| INSTRUCTIONS TO FOLLOW |
Keeping every word the same, return the listing from its first line until the line holding "use serde_json::json;" has been returned as well.

| INFORMATION GIVEN |

//! Fake sources shared by the integration tests

#![allow(dead_code)]

use std::collections::VecDeque;
use std::sync::Arc;
use std::sync::Mutex;
use std::sync::atomic::{AtomicUsize, Ordering};

use patseed::TransportError;
use patseed::sources::{MockSource, PersonSource};
use patseed_core::{RawMockRecord, RawPersonRecord};
use serde_json::json;

pub fn person(given: &str, birth_year: i32) -> RawPersonRecord {
    serde_json::from_value(json!({
        "name": [{"given": [given], "family": "Tester"}],
        "gender": "other",
        "birthDate": format!("{birth_year}-07-01"),
        "address": [{"line": ["Teststrasse 5"], "postalCode": "2502", "city": "Biel"}]
    }))
    .expect("valid person fixture")
}

pub fn mock(pid: i64, treatment: &str, departure: &str) -> RawMockRecord {
    serde_json::from_value(json!({
        "PID": pid,
        "SSN": format!("756.0000.{pid:04}"),
        "TreatmentType": treatment,
        "InsuranceType": "general",
        "DateOfDeparture": departure,
    }))
    .expect("valid mock fixture")
}

pub fn unavailable() -> TransportError {
    TransportError::Status {
        url: "http://fake.invalid/source".to_string(),
        status: reqwest::StatusCode::SERVICE_UNAVAILABLE,
        body: String::new(),
    }
}

/// Person source replaying a fixed script, failing once it runs out
pub struct ScriptedPersons {
    script: Mutex<VecDeque<Result<RawPersonRecord, TransportError>>>,
    calls: Arc<AtomicUsize>,
}

impl ScriptedPersons {
    pub fn new(script: Vec<Result<RawPersonRecord, TransportError>>) -> (Self, Arc<AtomicUsize>) {
        let calls = Arc::new(AtomicUsize::new(0));
        let source = Self {
            script: Mutex::new(script.into()),
            calls: Arc::clone(&calls),
        };
        (source, calls)
    }

    pub fn valid(count: usize) -> (Self, Arc<AtomicUsize>) {
        Self::new((0..count).map(|i| Ok(person(&format!("P{i}"), 1970))).collect())
    }
}

impl PersonSource for ScriptedPersons {
    async fn fetch_one(&self) -> Result<RawPersonRecord, TransportError> {
        self.calls.fetch_add(1, Ordering::SeqCst);
        self.script
            .lock()
            .unwrap()
            .pop_front()
            .unwrap_or_else(|| Err(unavailable()))
    }
}

/// Mock source returning the same batch (or failure) every call
pub struct FixedMocks {
    batch: Option<Vec<RawMockRecord>>,
}

impl FixedMocks {
    pub fn new(batch: Vec<RawMockRecord>) -> Self {
        Self { batch: Some(batch) }
    }

    pub fn failing() -> Self {
        Self { batch: None }
    }
}

impl MockSource for FixedMocks {
    async fn fetch_batch(&self, _count: usize) -> Result<Vec<RawMockRecord>, TransportError> {
        self.batch.clone().ok_or_else(unavailable)
    }
}

pub fn loads(calls: &Arc<AtomicUsize>) -> usize {
    calls.load(Ordering::SeqCst)
}
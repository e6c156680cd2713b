//! Deadline-bounded OAuth authorization coordinator for LMS integrations: poll a remote
//! configuration record until the provider hands back a credential, and race that against a
//! deadline without leaking timers past cancellation.

#![deny(clippy::all, missing_docs, unused_crate_dependencies)]

pub mod auth;
pub mod config;
pub mod error;
pub mod flows;
pub mod http;
pub mod lms;
pub mod obs;
pub mod provider;

mod _prelude {
	pub use std::{
		error::Error as StdError,
		fmt::{Debug, Display, Formatter, Result as FmtResult},
		future::Future,
		ops::Deref,
		pin::Pin,
		str::FromStr,
		sync::Arc,
		time::Duration,
	};

	pub use async_lock::Mutex as AsyncMutex;
	pub use parking_lot::Mutex;
	#[cfg(feature = "reqwest")]
	pub use reqwest::{Client as ReqwestClient, Error as ReqwestError};
	pub use serde::{Deserialize, Serialize};
	pub use thiserror::Error as ThisError;
	pub use time::OffsetDateTime;
	pub use url::Url;

	pub use crate::error::{ApiError, Error, Result};
}

#[cfg(feature = "reqwest")] pub use reqwest;
pub use url;
#[cfg(test)] use {color_eyre as _, httpmock as _};
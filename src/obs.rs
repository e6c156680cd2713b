//! Optional observability helpers for coordinator flows.
//!
//! # Feature Flags
//!
//! - Enable `tracing` to emit structured spans named `lms_auth.flow` with the `flow` and `stage`
//!   fields. Authorization spans also record `config_id` and `generation`, and the poll and
//!   deadline events logged through the crate's internal event macro nest under them.
//! - Enable `metrics` to increment `lms_auth_flow_total` (labeled by `flow` + `outcome`) and
//!   `lms_auth_poll_total` (labeled by the per-tick authorization outcome).

mod metrics;
mod tracing;

pub use metrics::*;
pub use tracing::*;

// self
use crate::_prelude::*;

/// Emits a `tracing` event when the feature is enabled; compiles to nothing otherwise.
macro_rules! obs_event {
	($level:ident, $($arg:tt)+) => {{
		#[cfg(feature = "tracing")]
		{
			::tracing::$level!($($arg)+);
		}
	}};
}
pub(crate) use obs_event;

/// Flow kinds observed by the coordinator.
#[derive(Clone, Copy, Debug, PartialEq, Eq, Hash)]
pub enum FlowKind {
	/// External OAuth authorization polling session.
	Authorization,
	/// Canvas configuration create/update round-trips.
	CanvasConfiguration,
	/// Subsidy request configuration bootstrap and updates.
	SubsidyConfiguration,
}
impl FlowKind {
	/// Returns a stable label suitable for span or metric fields.
	pub const fn as_str(self) -> &'static str {
		match self {
			FlowKind::Authorization => "authorization",
			FlowKind::CanvasConfiguration => "canvas_configuration",
			FlowKind::SubsidyConfiguration => "subsidy_configuration",
		}
	}
}
impl Display for FlowKind {
	fn fmt(&self, f: &mut Formatter) -> FmtResult {
		f.write_str(self.as_str())
	}
}

/// Outcome labels recorded for each attempt.
#[derive(Clone, Copy, Debug, PartialEq, Eq, Hash)]
pub enum FlowOutcome {
	/// Entry to a flow helper.
	Attempt,
	/// Successful completion.
	Success,
	/// Failure propagated back to the caller.
	Failure,
}
impl FlowOutcome {
	/// Returns a stable label suitable for span or metric fields.
	pub const fn as_str(self) -> &'static str {
		match self {
			FlowOutcome::Attempt => "attempt",
			FlowOutcome::Success => "success",
			FlowOutcome::Failure => "failure",
		}
	}
}
impl Display for FlowOutcome {
	fn fmt(&self, f: &mut Formatter) -> FmtResult {
		f.write_str(self.as_str())
	}
}
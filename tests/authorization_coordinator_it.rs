mod common;

// std
use std::{sync::Arc, time::Duration};
// crates.io
use tokio::time::{self, Instant};
// self
use common::{ScriptedConfigurationApi, Step};
use lms_auth_coordinator::{
	auth::ConfigId,
	error::{ConfigError, Error},
	flows::{AuthorizationCoordinator, AuthorizationOutcome, SessionState},
	http::ConfigurationApi,
};

const INTERVAL: Duration = Duration::from_secs(1);
const TIMEOUT: Duration = Duration::from_secs(5);

fn secs(values: &[u64]) -> Vec<Duration> {
	values.iter().copied().map(Duration::from_secs).collect()
}

fn coordinator(api: &Arc<ScriptedConfigurationApi>) -> AuthorizationCoordinator {
	let api: Arc<dyn ConfigurationApi> = api.clone();

	AuthorizationCoordinator::new(api)
}

#[tokio::test(start_paused = true)]
async fn never_authorized_times_out_after_four_checks() {
	let api = ScriptedConfigurationApi::new([]);
	let coordinator = coordinator(&api);
	let start = Instant::now();

	coordinator
		.begin_authorization(ConfigId(7), INTERVAL, TIMEOUT)
		.expect("Positive durations should arm the session.");

	assert_eq!(coordinator.state(), SessionState::Polling);
	assert_eq!(coordinator.wait_for_terminal().await, SessionState::TimedOut);
	assert_eq!(start.elapsed(), TIMEOUT);
	assert_eq!(api.fetch_offsets(start), secs(&[1, 2, 3, 4]));

	let session = coordinator.session();

	assert!(session.timed_out && !session.authorized);
	assert!(!session.polling_active && !session.timeout_active);
	assert!(matches!(
		coordinator.outcome_error(),
		Some(Error::TimeoutExceeded { timeout }) if timeout == TIMEOUT
	));

	time::sleep(Duration::from_secs(10)).await;

	assert_eq!(api.fetch_count(), 4);
}

#[tokio::test(start_paused = true)]
async fn credential_on_third_check_stops_everything() {
	let api = ScriptedConfigurationApi::new([Step::pending(), Step::pending(), Step::authorized()]);
	let coordinator = coordinator(&api);
	let start = Instant::now();

	coordinator
		.begin_authorization(ConfigId(7), INTERVAL, TIMEOUT)
		.expect("Positive durations should arm the session.");

	assert_eq!(coordinator.wait_for_terminal().await, SessionState::Authorized);
	assert_eq!(start.elapsed(), Duration::from_secs(3));

	time::sleep(Duration::from_secs(10)).await;

	assert_eq!(api.fetch_offsets(start), secs(&[1, 2, 3]));
	assert_eq!(coordinator.state(), SessionState::Authorized);
	assert!(!coordinator.session().timed_out);
	assert!(coordinator.outcome_error().is_none());
}

#[tokio::test(start_paused = true)]
async fn failed_check_is_recorded_and_polling_continues() {
	let api = ScriptedConfigurationApi::new([Step::failure(503), Step::authorized()]);
	let coordinator = coordinator(&api);
	let mut states = coordinator.subscribe();
	let start = Instant::now();

	coordinator
		.begin_authorization(ConfigId(7), INTERVAL, TIMEOUT)
		.expect("Positive durations should arm the session.");
	time::sleep(Duration::from_millis(1_500)).await;

	let session = coordinator.session();

	assert_eq!(session.state(), SessionState::Polling);
	assert_eq!(session.last_error.as_ref().and_then(|e| e.status), Some(503));
	assert_eq!(*states.borrow_and_update(), SessionState::Polling);
	assert_eq!(coordinator.wait_for_terminal().await, SessionState::Authorized);
	assert_eq!(start.elapsed(), Duration::from_secs(2));
	assert_eq!(api.fetch_count(), 2);
	assert_eq!(*states.borrow_and_update(), SessionState::Authorized);
}

#[tokio::test(start_paused = true)]
async fn cancel_returns_to_idle_and_stops_checks() {
	let api = ScriptedConfigurationApi::new([]);
	let coordinator = coordinator(&api);
	let token = coordinator
		.begin_authorization(ConfigId(7), INTERVAL, TIMEOUT)
		.expect("Positive durations should arm the session.");

	time::sleep(Duration::from_millis(2_500)).await;
	coordinator.cancel();

	assert_eq!(coordinator.state(), SessionState::Idle);
	assert!(coordinator.session().config_id.is_none());
	assert_eq!(coordinator.wait_for_terminal().await, SessionState::Idle);

	time::sleep(Duration::from_secs(10)).await;

	assert_eq!(api.fetch_count(), 2);
	assert_eq!(coordinator.on_poll_tick(token).await, None);
	assert_eq!(coordinator.on_timeout_tick(token), None);
	assert_eq!(coordinator.state(), SessionState::Idle);

	// Cancelling an idle coordinator is a no-op.
	coordinator.cancel();

	assert_eq!(coordinator.state(), SessionState::Idle);
}

#[tokio::test(start_paused = true)]
async fn second_begin_supersedes_the_first_session() {
	let api = ScriptedConfigurationApi::new([]);
	let coordinator = coordinator(&api);
	let start = Instant::now();
	let first = coordinator
		.begin_authorization(ConfigId(1), INTERVAL, TIMEOUT)
		.expect("Positive durations should arm the session.");

	time::sleep(Duration::from_millis(1_500)).await;

	let second = coordinator
		.begin_authorization(ConfigId(2), INTERVAL, TIMEOUT)
		.expect("Re-arming should succeed.");

	assert_ne!(first, second);
	assert_eq!(coordinator.on_timeout_tick(first), None);
	assert_eq!(coordinator.on_poll_tick(first).await, None);
	assert_eq!(coordinator.state(), SessionState::Polling);
	assert_eq!(coordinator.wait_for_terminal().await, SessionState::TimedOut);
	assert_eq!(start.elapsed(), Duration::from_millis(6_500));

	let fetches = api.fetches();
	let first_checks = fetches.iter().filter(|fetch| fetch.config_id == ConfigId(1)).count();
	let second_checks = fetches.iter().filter(|fetch| fetch.config_id == ConfigId(2)).count();

	assert_eq!(first_checks, 1);
	assert_eq!(second_checks, 4);
	assert_eq!(coordinator.session().config_id, Some(ConfigId(2)));
}

#[tokio::test(start_paused = true)]
async fn slow_check_that_finds_a_credential_beats_the_deadline() {
	let api = ScriptedConfigurationApi::new([
		Step::pending(),
		Step::pending(),
		Step::pending(),
		Step::authorized().after(Duration::from_secs(2)),
	]);
	let coordinator = coordinator(&api);
	let start = Instant::now();

	coordinator
		.begin_authorization(ConfigId(7), INTERVAL, TIMEOUT)
		.expect("Positive durations should arm the session.");
	time::sleep(Duration::from_millis(5_500)).await;

	assert!(coordinator.session().timed_out);

	time::sleep(Duration::from_secs(5)).await;

	let session = coordinator.session();

	assert_eq!(session.state(), SessionState::Authorized);
	assert!(session.authorized && !session.timed_out);
	assert!(!session.polling_active && !session.timeout_active);
	assert_eq!(api.fetch_offsets(start), secs(&[1, 2, 3, 4]));
}

#[tokio::test(start_paused = true)]
async fn hung_check_does_not_delay_the_deadline() {
	let api = ScriptedConfigurationApi::new([Step::pending().after(Duration::from_secs(30))]);
	let coordinator = coordinator(&api);
	let start = Instant::now();

	coordinator
		.begin_authorization(ConfigId(7), INTERVAL, TIMEOUT)
		.expect("Positive durations should arm the session.");

	assert_eq!(coordinator.wait_for_terminal().await, SessionState::TimedOut);
	assert_eq!(start.elapsed(), TIMEOUT);

	time::sleep(Duration::from_secs(60)).await;

	assert_eq!(api.fetch_count(), 1);
	assert_eq!(coordinator.state(), SessionState::TimedOut);
}

#[tokio::test(start_paused = true)]
async fn manual_ticks_follow_the_same_rules() {
	let api = ScriptedConfigurationApi::new([Step::pending(), Step::authorized()]);
	let coordinator = coordinator(&api);
	let token = coordinator
		.begin_authorization(ConfigId(7), Duration::from_secs(60), Duration::from_secs(600))
		.expect("Positive durations should arm the session.");

	assert_eq!(coordinator.on_poll_tick(token).await, Some(AuthorizationOutcome::StillPending));
	assert_eq!(coordinator.on_poll_tick(token).await, Some(AuthorizationOutcome::Authorized));
	assert_eq!(coordinator.on_poll_tick(token).await, None);
	assert_eq!(coordinator.on_timeout_tick(token), None);
	assert_eq!(coordinator.session().poll_count, 2);
	assert_eq!(api.fetch_count(), 2);
}

#[tokio::test(start_paused = true)]
async fn zero_durations_are_rejected_without_arming() {
	let api = ScriptedConfigurationApi::new([]);
	let coordinator = coordinator(&api);
	let err = coordinator
		.begin_authorization(ConfigId(7), Duration::ZERO, TIMEOUT)
		.expect_err("A zero interval should be rejected.");

	assert!(matches!(
		err,
		Error::Config(ConfigError::NonPositiveDuration { field: "poll_interval" })
	));
	assert!(coordinator.begin_authorization(ConfigId(7), INTERVAL, Duration::ZERO).is_err());
	assert_eq!(coordinator.state(), SessionState::Idle);
}

#[tokio::test(start_paused = true)]
async fn unschedulable_durations_are_rejected_before_touching_the_live_session() {
	let api = ScriptedConfigurationApi::new([]);
	let coordinator = coordinator(&api);
	let start = Instant::now();
	let live = coordinator
		.begin_authorization(ConfigId(7), INTERVAL, TIMEOUT)
		.expect("Positive durations should arm the session.");
	let err = coordinator
		.begin_authorization(ConfigId(8), INTERVAL, Duration::MAX)
		.expect_err("A deadline past the clock's range should be rejected.");

	assert!(matches!(err, Error::Config(ConfigError::DurationOverflow { field: "timeout" })));

	let err = coordinator
		.begin_authorization(ConfigId(8), Duration::MAX, TIMEOUT)
		.expect_err("A first poll past the clock's range should be rejected.");

	assert!(matches!(err, Error::Config(ConfigError::DurationOverflow { field: "poll_interval" })));

	let session = coordinator.session();

	assert_eq!(session.generation, live.generation());
	assert_eq!(session.config_id, Some(ConfigId(7)));
	assert_eq!(coordinator.wait_for_terminal().await, SessionState::TimedOut);
	assert_eq!(start.elapsed(), TIMEOUT);
	assert_eq!(api.fetch_offsets(start), secs(&[1, 2, 3, 4]));
}

#[tokio::test(start_paused = true)]
async fn cancel_from_a_terminal_state_returns_to_idle() {
	let api = ScriptedConfigurationApi::new([Step::authorized()]);
	let coordinator = coordinator(&api);

	coordinator
		.begin_authorization(ConfigId(7), INTERVAL, TIMEOUT)
		.expect("Positive durations should arm the session.");

	assert_eq!(coordinator.wait_for_terminal().await, SessionState::Authorized);

	coordinator.cancel();

	let session = coordinator.session();

	assert_eq!(coordinator.state(), SessionState::Idle);
	assert_eq!(*coordinator.subscribe().borrow(), SessionState::Idle);
	assert!(session.config_id.is_none());
	assert!(!session.authorized && !session.timed_out);

	// Nothing scripted remains, so a fresh session can only end by timing out.
	coordinator
		.begin_authorization(ConfigId(9), INTERVAL, TIMEOUT)
		.expect("Positive durations should arm the session.");

	assert_eq!(coordinator.wait_for_terminal().await, SessionState::TimedOut);

	let fetches = api.fetch_count();

	coordinator.cancel();

	let session = coordinator.session();

	assert_eq!(coordinator.state(), SessionState::Idle);
	assert!(session.config_id.is_none());
	assert!(!session.authorized && !session.timed_out);
	assert!(coordinator.outcome_error().is_none());

	time::sleep(Duration::from_secs(10)).await;

	assert_eq!(api.fetch_count(), fetches);
	assert_eq!(coordinator.state(), SessionState::Idle);
}

#[tokio::test(start_paused = true)]
async fn dropping_the_coordinator_stops_scheduled_checks() {
	let api = ScriptedConfigurationApi::new([]);

	{
		let coordinator = coordinator(&api);

		coordinator
			.begin_authorization(ConfigId(7), INTERVAL, TIMEOUT)
			.expect("Positive durations should arm the session.");
		time::sleep(Duration::from_millis(1_500)).await;
	}

	time::sleep(Duration::from_secs(10)).await;

	assert_eq!(api.fetch_count(), 1);
}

| RESULT FOR THIS EXERCISE |
//! Fake sources shared by the integration tests

#![allow(dead_code)]

use std::collections::VecDeque;
use std::sync::Arc;
use std::sync::Mutex;
use std::sync::atomic::{AtomicUsize, Ordering};

use patseed::TransportError;
use patseed::sources::{MockSource, PersonSource};
use patseed_core::{RawMockRecord, RawPersonRecord};
use serde_json::json;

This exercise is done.